Officers have the ability to evacuate, decontaminate or conduct operations from inside the vehicle if necessary. In addition, the vehicle has a self-contained breathing apparatus, like those used by firefighters. This provides SRT members with additional time in low-oxygen or dangerous environments.

Inside the vehicle, protectants are in place to enhance the safety of its occupants. It's safety down to the smallest detail.

Even "the cup holder is armored; the coffee will make it," Toscano said.

Despite the vehicle's clever gadgetry, Toscano stressed that only trained officers will use the vehicle under specific circumstances.

"There's a very stringent regulation and a use of force policy on how [the vehicle] is used," he said. "We have an on-going training program [and] the team leaders and I have a lot of experience in armor, at various levels."

The vehicle will primarily be used by the SRT however, they will train other law enforcement officers to conduct rescues and conduct other operations.

Toscano said that part of the SRT's training is learning from past incidents and understanding best practices.

He recalled an incident that occurred in Texas in which a team of two deputies, as well as deputies from another county, used an armored vehicle approach a house where a murder had occurred. The suspect shot at the vehicle but was unable to penetrate the exterior.

Ultimately, the deputies remained inside the vehicle, spoke to the suspect on the vehicle's public address system and handled the situation.

"In that instance, those deputies at that time did not have to use lethal force on the subject," Toscano said. "They were able to just contain the situation and leave because they were's about saving lives, not taking lives."

According to Toscano, the SRT practices before undertaking any operation and prepares for every possible scenario, from most favorable to worst case.

"What we prepare for are those situations that are really too highly dangerous for that patrolman to go in and handle on their own," Toscano said.

"For us, everything is about timing, precision, officer safety, caution and protection for the public.
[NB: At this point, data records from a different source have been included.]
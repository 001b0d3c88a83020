//! Process watchdog: turns "no progress" into SIGTERM.
//!
//! The watchdog thread sleeps a fixed period and increments a strike
//! counter each pass. Monitored components call [`WatchdogHandle::reset`]
//! to zero the counter; if it ever reaches the strike limit the watchdog
//! sends SIGTERM to the process (not `exit()`, so the signal handlers run
//! and shutdown stays orderly). The logic loop is the sole resetter.

use std::sync::Arc;
use std::sync::atomic::{AtomicU32, Ordering};
use std::time::Duration;

use tracing::error;

use crate::error::Result;
use crate::registry::{ThreadRegistry, WorkerKind};
use crate::sync::interruptible_sleep;

/// Sleep per watchdog iteration.
const WATCHDOG_PERIOD: Duration = Duration::from_millis(500);

/// Iterations without a reset before the process is terminated (≈ 4 s).
const WATCHDOG_STRIKES: u32 = 8;

/// Shared handle monitored components use to prove liveness.
#[derive(Debug, Clone, Default)]
pub struct WatchdogHandle {
    counter: Arc<AtomicU32>,
}

impl WatchdogHandle {
    /// Zeroes the strike counter.
    pub fn reset(&self) {
        self.counter.store(0, Ordering::Relaxed);
    }

    /// Current strike count (test and introspection use).
    pub fn strikes(&self) -> u32 {
        self.counter.load(Ordering::Relaxed)
    }
}

/// Starts the watchdog thread and returns the reset handle.
///
/// # Errors
///
/// Fails when the registry refuses the launch (shutdown in progress).
pub fn start(registry: &ThreadRegistry) -> Result<WatchdogHandle> {
    let handle = WatchdogHandle::default();
    let counter = Arc::clone(&handle.counter);
    let stop = Arc::new(std::sync::atomic::AtomicBool::new(false));

    registry.launch("WATCHDOG", WorkerKind::Watchdog, stop, move |stop| {
        while !stop.load(Ordering::SeqCst) {
            interruptible_sleep(WATCHDOG_PERIOD, &stop);
            if stop.load(Ordering::SeqCst) {
                break;
            }

            if counter.fetch_add(1, Ordering::Relaxed) >= WATCHDOG_STRIKES {
                error!("watchdog expired; terminating process");
                let _ = nix::sys::signal::kill(
                    nix::unistd::Pid::this(),
                    nix::sys::signal::Signal::SIGTERM,
                );
                return;
            }
        }
    })?;

    Ok(handle)
}

#[cfg(test)]
mod tests {
    use super::*;

    #[test]
    fn test_reset_zeroes_strikes() {
        let handle = WatchdogHandle::default();
        handle.counter.store(5, Ordering::Relaxed);
        handle.reset();
        assert_eq!(handle.strikes(), 0);
    }
}
impl LogicLoop {
    /// Builds the loop over a loaded configuration.
    ///
    /// The involved-board list is derived from the configured DO and AI
    /// points, so only boards the logic actually reads get snapshotted.
    pub fn new(config: ConfigStore, registry: Arc<ThreadRegistry>) -> Arc<Self> {
        let mut involved: Vec<String> = Vec::new();
        for point in config.do_points().iter().chain(config.ai_points()) {
            if !involved.contains(&point.board) {
                involved.push(point.board.clone());
            }
        }

        let boards = involved
            .iter()
            .map(|tag| (tag.clone(), BoardSnapshot::default()))
            .collect();

        Arc::new(Self {
            state: Guarded::new(
                "LOGIC_LOOP",
                LogicState {
                    config,
                    iterations: 0,
                    involved_boards: involved,
                    boards,
                    calculated_ai: BTreeMap::new(),
                    setpoints: BTreeMap::new(),
                    pmic_resets: BTreeMap::new(),
                    machine: HvacMachine::new(),
                    config_save_counter: 0,
                },
            ),
            registry,
            stop: Arc::new(AtomicBool::new(false)),
        })
    }

    /// Starts the loop thread.
    ///
    /// A failure inside `process` is fatal: the loop requests process
    /// shutdown and dies, and the supervisor tears everything down.
    ///
    /// # Errors
    ///
    /// Registry refusal surfaces here.
    pub fn spawn(
        self: &Arc<Self>,
        registry: &ThreadRegistry,
        watchdog: WatchdogHandle,
    ) -> Result<()> {
        let logic = Arc::clone(self);

        registry.launch(
            "LOGIC_LOOP",
            WorkerKind::Logic,
            Arc::clone(&self.stop),
            move |stop| {
                info!("starting logic thread");

                while !stop.load(Ordering::SeqCst) {
                    interruptible_sleep(LOGIC_SLEEP, &stop);
                    if stop.load(Ordering::SeqCst) {
                        break;
                    }

                    watchdog.reset();

                    if let Err(e) = logic.process() {
                        error!("logic iteration failed; aborting: {e}");
                        crate::runtime::request_shutdown();
                        break;
                    }
                }

                info!("logic thread finished");
            },
        )?;

        Ok(())
    }

    /// One full iteration. Public so a test harness can drive the loop
    /// synchronously without the thread.
    ///
    /// # Errors
    ///
    /// Missing setpoints or unknown points are fatal to the iteration and
    /// to the loop.
    pub fn process(&self) -> Result<()> {
        let mut state = self.state.lock(&self.stop)?;
        let state = &mut *state;
        state.iterations += 1;

        // Step 1: copy out board state and apply the PMIC reset policy.
        for tag in state.involved_boards.clone() {
            let worker = match self.registry.serial_worker(&tag) {
                Ok(worker) => worker,
                Err(e) => {
                    // The supervisor may be mid-restart of this worker.
                    warn!(board = %tag, "skipping iteration: {e}");
                    return Ok(());
                }
            };

            let snapshot = worker.snapshot()?;
            let board = BoardSnapshot {
                do_state: snapshot.latest_do(),
                pmic_state: snapshot.latest_pmic(),
                ai_state: snapshot.latest_ai(),
            };
            let pmic_value = board.pmic_state.value;
            state.boards.insert(tag.clone(), board);

            Self::pmic_reset_policy(
                &mut state.pmic_resets,
                &tag,
                pmic_value,
                &worker,
                PMIC_RESET_WINDOW,
            );
        }

        // Step 2: precompute engineering values for mapped analog inputs.
        for (name, point) in state.config.point_map() {
            if point.kind != PointType::Ai {
                continue;
            }
            let Some(board) = state.boards.get(&point.board) else {
                continue;
            };
            let raw = board.ai_state[point.index as usize].value;
            state
                .calculated_ai
                .insert(name.clone(), calculate_point_value(point, raw));
        }

        // Step 3: snapshot the setpoints.
        for (name, sp) in state.config.sp_points() {
            state.setpoints.insert(name.clone(), sp.value);
        }

        // Step 4: run the mode machine and apply its outputs.
        let ctx = Self::build_ctx(&state.setpoints, &state.calculated_ai)?;
        let outputs = state.machine.step(&ctx);
        self.apply_outputs(&state.boards, &state.config, outputs)?;

        // Step 5: persist tuned setpoints periodically.
        state.config_save_counter += 1;
        if state.config_save_counter >= CONFIG_SAVE_INTERVAL {
            state.config.save()?;
            state.config_save_counter = 0;
        }

        Ok(())
    }

    /// Writing the PMIC byte back resets faulted rails. Boards get
    /// [`PMIC_RESET_LIMIT`] writes per rolling window; a board that burns
    /// the budget is marked failed and left alone until the window passes
    /// quietly.
    fn pmic_reset_policy(
        counters: &mut BTreeMap<String, PmicReset>,
        tag: &str,
        pmic_value: u8,
        worker: &crate::serial::SerialWorker,
        window: Duration,
    ) {
        let faulted = pmic_value & (PMIC_AI_ERR_MASK | PMIC_DO_ERR_MASK) != 0;
        let now = Instant::now();

        if !faulted {
            if let Some(entry) = counters.get(tag) {
                if now.duration_since(entry.last_reset) > window {
                    debug!(board = %tag, "removing board from PMIC failure counters");
                    counters.remove(tag);
                }
            }
            return;
        }

        match counters.get_mut(tag) {
            None => {
                info!(board = %tag, "PMIC overcurrent sensed; resetting (1/{PMIC_RESET_LIMIT})");
                counters.insert(
                    tag.to_string(),
                    PmicReset {
                        last_reset: now,
                        count: 1,
                        failed: false,
                    },
                );
                let _ = worker.set_pmic(pmic_value);
            }
            Some(entry) if entry.failed => {
                // Burned its budget; leave the board alone.
            }
            Some(entry) => {
                if now.duration_since(entry.last_reset) > window {
                    // Quiet long enough; the budget starts over.
                    entry.count = 1;
                    entry.last_reset = now;
                    info!(board = %tag, "PMIC overcurrent sensed; resetting (1/{PMIC_RESET_LIMIT})");
                    let _ = worker.set_pmic(pmic_value);
                } else if entry.count < PMIC_RESET_LIMIT {
                    entry.count += 1;
                    info!(
                        board = %tag,
                        "PMIC overcurrent sensed; resetting ({}/{PMIC_RESET_LIMIT})",
                        entry.count
                    );
                    let _ = worker.set_pmic(pmic_value);
                    if entry.count == PMIC_RESET_LIMIT {
                        entry.failed = true;
                        error!(
                            board = %tag,
                            "PMIC failed to reset too many times in a window; giving up on this board"
                        );
                    }
                } else {
                    entry.failed = true;
                }
            }
        }
    }

    /// Assembles the machine's iteration inputs from the snapshots.
    fn build_ctx(
        setpoints: &BTreeMap<String, f64>,
        calculated_ai: &BTreeMap<String, f64>,
    ) -> Result<LoopCtx> {
        let sp = |name: &str| -> Result<f64> {
            setpoints
                .get(name)
                .copied()
                .ok_or_else(|| LogicError::UnknownPoint { name: name.to_string() }.into())
        };
        let ai = |name: &str| -> Result<f64> {
            calculated_ai
                .get(name)
                .copied()
                .ok_or_else(|| LogicError::UnknownPoint { name: name.to_string() }.into())
        };

        // Readings rounded to one decimal place, as the probes deliver.
        let temp = (ai("SPACE_1_TEMP")? * 10.0).trunc() / 10.0;
        let rh = (ai("SPACE_1_RH")? * 10.0).trunc() / 10.0;

        let temp_input_min = sp("_TEMP_INPUT_MIN")?;
        let temp_input_max = sp("_TEMP_INPUT_MAX")?;
        let rh_input_min = sp("_RH_INPUT_MIN")?;
        let rh_input_max = sp("_RH_INPUT_MAX")?;

        Ok(LoopCtx {
            sp_space_temp: sp("SPACE TEMP")?,
            sp_space_rh: sp("SPACE RH")?,
            sp_temp_delta_high: sp("SPACE TEMP DELTA HIGH")?,
            sp_temp_delta_low: sp("SPACE TEMP DELTA LOW")?,
            sp_rh_delta: sp("SPACE RH DELTA")?,
            sp_rh_temp_delta: sp("SPACE RH TEMP DELTA")?,
            pre_delay_cooling: sp("AHU FAN DELAY PRE COOLING")? as u32,
            post_delay_cooling: sp("AHU FAN DELAY POST COOLING")? as u32,
            pre_delay_heating: sp("AHU FAN DELAY PRE HEATING")? as u32,
            post_delay_heating: sp("AHU FAN DELAY POST HEATING")? as u32,
            cooling_sp_delay: sp("COOLING SETPOINT DELAY")? as u32,
            heating_sp_delay: sp("HEATING SETPOINT DELAY")? as u32,
            dehum_sp_delay: sp("DEHUM SETPOINT DELAY")? as u32,
            mode_switch_delay: sp("MODE SWITCH DELAY")? as u32,
            cooling_deadband: sp("COOLING DEADBAND")?,
            heating_deadband: sp("HEATING DEADBAND")?,
            dehum_deadband: sp("DEHUM DEADBAND")?,
            temp_valid: temp != AI_NO_SIGNAL && temp >= temp_input_min && temp <= temp_input_max,
            rh_valid: rh != AI_NO_SIGNAL && rh >= rh_input_min && rh <= rh_input_max,
            temp,
            rh,
        })
    }

    /// Writes output changes through the workers, comparing against the
    /// cached DO bits so unchanged outputs generate no traffic.
    fn apply_outputs(
        &self,
        boards: &BTreeMap<String, BoardSnapshot>,
        config: &ConfigStore,
        outputs: Outputs,
    ) -> Result<()> {
        self.apply_output(boards, config, "AHU_HEATER", outputs.heater)?;
        self.apply_output(boards, config, "AC_COMPRESSOR", outputs.compressor)?;
        self.apply_output(boards, config, "AHU_FAN", outputs.fan)?;
        Ok(())
    }

    fn apply_output(
        &self,
        boards: &BTreeMap<String, BoardSnapshot>,
        config: &ConfigStore,
        name: &str,
        desired: bool,
    ) -> Result<()> {
        let point = config
            .point_map()
            .get(name)
            .ok_or_else(|| LogicError::UnknownPoint { name: name.to_string() })?;

        let Some(board) = boards.get(&point.board) else {
            return Err(LogicError::NoWorker {
                tag: point.board.clone(),
            }
            .into());
        };

        let current = board.do_state.value;
        let mask = 1u8 << point.index;
        let is_set = current & mask != 0;

        if is_set == desired {
            return Ok(());
        }

        debug!(point = %name, on = desired, "switching output");
        let next = if desired { current | mask } else { current & !mask };
        let worker = self.registry.serial_worker(&point.board)?;
        worker.set_do(next)?;
        worker.refresh_do();
        Ok(())
    }

    // ── Facade used by the server dispatch ──────────────────────────────

    /// Updates a setpoint and marks it for the next overlay save.
    ///
    /// # Errors
    ///
    /// Unknown setpoint names and lock failures propagate.
    pub fn set_sp(&self, name: &str, value: f64) -> Result<()> {
        let mut state = self.state.lock(&self.stop)?;
        state.config.set_sp(name, value)
    }

    /// Current value of one setpoint.
    ///
    /// # Errors
    ///
    /// Unknown setpoint names and lock failures propagate.
    pub fn sp_value(&self, name: &str) -> Result<f64> {
        let state = self.state.lock(&self.stop)?;
        state.config.sp_value(name)
    }

    /// Key-to-status of every mapped point, as the logic layer sees it.
    ///
    /// # Errors
    ///
    /// Lock failures propagate.
    pub fn logic_status(&self) -> Result<BTreeMap<String, PointStatus>> {
        let state = self.state.lock(&self.stop)?;
        let mut status = BTreeMap::new();

        for (name, point) in state.config.point_map() {
            match point.kind {
                PointType::Do => {
                    let set = state
                        .boards
                        .get(&point.board)
                        .map(|b| b.do_state.value & (1 << point.index) != 0)
                        .unwrap_or(false);
                    status.insert(name.clone(), PointStatus::Switch(set));
                }
                PointType::Ai => {
                    let value = state.calculated_ai.get(name).copied().unwrap_or(AI_NO_SIGNAL);
                    status.insert(name.clone(), PointStatus::Value(value));
                }
                _ => {
                    error!(point = %name, "unrecognized point type in point map");
                }
            }
        }

        Ok(status)
    }

    /// Rendered labels of the requested configuration kind, for
    /// GET_LABELS replies.
    ///
    /// # Errors
    ///
    /// Lock failures propagate.
    pub fn labels(&self, kind: PointType) -> Result<Vec<String>> {
        let state = self.state.lock(&self.stop)?;
        let config = &state.config;

        let labels = match kind {
            PointType::Do => config.do_points().iter().map(ToString::to_string).collect(),
            PointType::Ai => config.ai_points().iter().map(ToString::to_string).collect(),
            PointType::Sp => config.sp_points().values().map(ToString::to_string).collect(),
            PointType::Map => {
                let mut parts = Vec::new();
                for (name, point) in config.point_map() {
                    parts.push(name.clone());
                    parts.push(point.to_string());
                }
                parts
            }
            PointType::Board => config
                .boards()
                .iter()
                .map(|b| format!("({},{})", b.tag, b.device))
                .collect(),
        };

        Ok(labels)
    }

    /// Number of completed iterations (test and introspection use).
    pub fn iterations(&self) -> u64 {
        self.state
            .lock(&self.stop)
            .map(|state| state.iterations)
            .unwrap_or(0)
    }

    /// Current mode machine posture, for status logging.
    ///
    /// # Errors
    ///
    /// Lock failures propagate.
    pub fn hvac_state(&self) -> Result<(crate::hvac::OperatingState, crate::hvac::OperatingMode)> {
        let state = self.state.lock(&self.stop)?;
        Ok((state.machine.state(), state.machine.mode()))
    }
}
It's almost like planning a stage show or a ballet. It's intricate."

He added that while the SRT recognizes that most people on the installation are professional workers and that crime is moderate at best, the team remains vigilant and prepared.

"Now we have that ability...somebody's hurt, something bad happens -- we can get right there with safety, right up into the thick of things, protected and reduce the violence in the situation," he said.